▶ ABOUT THIS EXERCISE
Reproduce the data below verbatim from the line containing "fn main() ->" through its final line, and produce nothing more.
-*-*-
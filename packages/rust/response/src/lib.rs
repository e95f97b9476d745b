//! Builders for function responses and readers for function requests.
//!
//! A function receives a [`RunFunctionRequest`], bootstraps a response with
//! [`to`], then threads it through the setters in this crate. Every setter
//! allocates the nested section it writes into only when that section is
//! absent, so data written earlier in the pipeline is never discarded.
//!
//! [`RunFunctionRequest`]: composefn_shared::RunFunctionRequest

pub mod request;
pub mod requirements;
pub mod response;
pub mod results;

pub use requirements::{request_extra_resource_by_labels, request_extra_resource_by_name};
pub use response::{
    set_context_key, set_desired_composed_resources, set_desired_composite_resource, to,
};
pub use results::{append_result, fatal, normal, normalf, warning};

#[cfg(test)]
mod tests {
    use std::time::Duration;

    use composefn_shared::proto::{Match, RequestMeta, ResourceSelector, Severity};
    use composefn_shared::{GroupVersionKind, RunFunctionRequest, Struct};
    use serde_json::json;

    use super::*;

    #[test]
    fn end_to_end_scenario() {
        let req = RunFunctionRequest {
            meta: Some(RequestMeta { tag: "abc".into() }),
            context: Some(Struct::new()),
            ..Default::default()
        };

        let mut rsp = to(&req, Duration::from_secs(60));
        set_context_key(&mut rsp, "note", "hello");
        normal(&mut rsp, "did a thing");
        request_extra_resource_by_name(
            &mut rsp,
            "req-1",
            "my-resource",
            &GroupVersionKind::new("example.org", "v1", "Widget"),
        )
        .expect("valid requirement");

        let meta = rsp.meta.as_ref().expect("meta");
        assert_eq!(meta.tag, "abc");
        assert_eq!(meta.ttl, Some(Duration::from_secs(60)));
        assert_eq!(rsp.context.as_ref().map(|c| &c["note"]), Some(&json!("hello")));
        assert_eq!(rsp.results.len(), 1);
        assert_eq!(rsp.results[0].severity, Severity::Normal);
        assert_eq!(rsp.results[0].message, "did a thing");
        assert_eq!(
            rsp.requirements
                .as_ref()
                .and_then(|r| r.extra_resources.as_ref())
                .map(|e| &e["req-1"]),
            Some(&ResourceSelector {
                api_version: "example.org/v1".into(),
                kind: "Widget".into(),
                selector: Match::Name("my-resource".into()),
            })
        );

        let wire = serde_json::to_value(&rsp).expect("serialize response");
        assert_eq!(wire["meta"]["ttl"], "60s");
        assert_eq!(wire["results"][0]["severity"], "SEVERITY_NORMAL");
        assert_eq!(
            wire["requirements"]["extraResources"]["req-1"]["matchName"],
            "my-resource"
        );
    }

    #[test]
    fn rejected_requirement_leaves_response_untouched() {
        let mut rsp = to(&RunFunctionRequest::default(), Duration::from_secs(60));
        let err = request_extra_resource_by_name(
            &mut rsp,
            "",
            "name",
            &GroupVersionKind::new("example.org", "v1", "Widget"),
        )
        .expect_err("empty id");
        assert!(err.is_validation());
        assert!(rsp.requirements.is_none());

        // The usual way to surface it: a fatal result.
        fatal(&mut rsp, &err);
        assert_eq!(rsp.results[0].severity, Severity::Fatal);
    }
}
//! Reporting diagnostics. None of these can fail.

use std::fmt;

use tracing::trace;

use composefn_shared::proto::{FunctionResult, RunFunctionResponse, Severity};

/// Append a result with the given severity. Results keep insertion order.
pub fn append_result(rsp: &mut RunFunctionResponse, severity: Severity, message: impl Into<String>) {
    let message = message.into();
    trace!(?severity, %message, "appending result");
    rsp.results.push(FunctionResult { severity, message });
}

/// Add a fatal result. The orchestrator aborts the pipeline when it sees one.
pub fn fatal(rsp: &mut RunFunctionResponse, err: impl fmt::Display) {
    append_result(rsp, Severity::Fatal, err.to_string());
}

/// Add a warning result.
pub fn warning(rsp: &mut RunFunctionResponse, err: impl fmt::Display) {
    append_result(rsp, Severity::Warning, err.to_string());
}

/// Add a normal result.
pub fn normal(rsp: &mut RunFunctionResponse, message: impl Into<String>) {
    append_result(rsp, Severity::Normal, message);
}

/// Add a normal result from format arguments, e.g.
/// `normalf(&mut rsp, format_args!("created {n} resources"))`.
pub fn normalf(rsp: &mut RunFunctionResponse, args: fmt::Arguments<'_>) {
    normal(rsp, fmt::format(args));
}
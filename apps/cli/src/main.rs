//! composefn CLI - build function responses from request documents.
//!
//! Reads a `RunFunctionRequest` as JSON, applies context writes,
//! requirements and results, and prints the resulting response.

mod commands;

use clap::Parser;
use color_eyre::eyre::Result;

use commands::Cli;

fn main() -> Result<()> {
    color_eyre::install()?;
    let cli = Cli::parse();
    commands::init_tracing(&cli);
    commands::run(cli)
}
-*-*-
▶ ANSWER BELOW
fn main() -> Result<()> {
    color_eyre::install()?;
    let cli = Cli::parse();
    commands::init_tracing(&cli);
    commands::run(cli)
}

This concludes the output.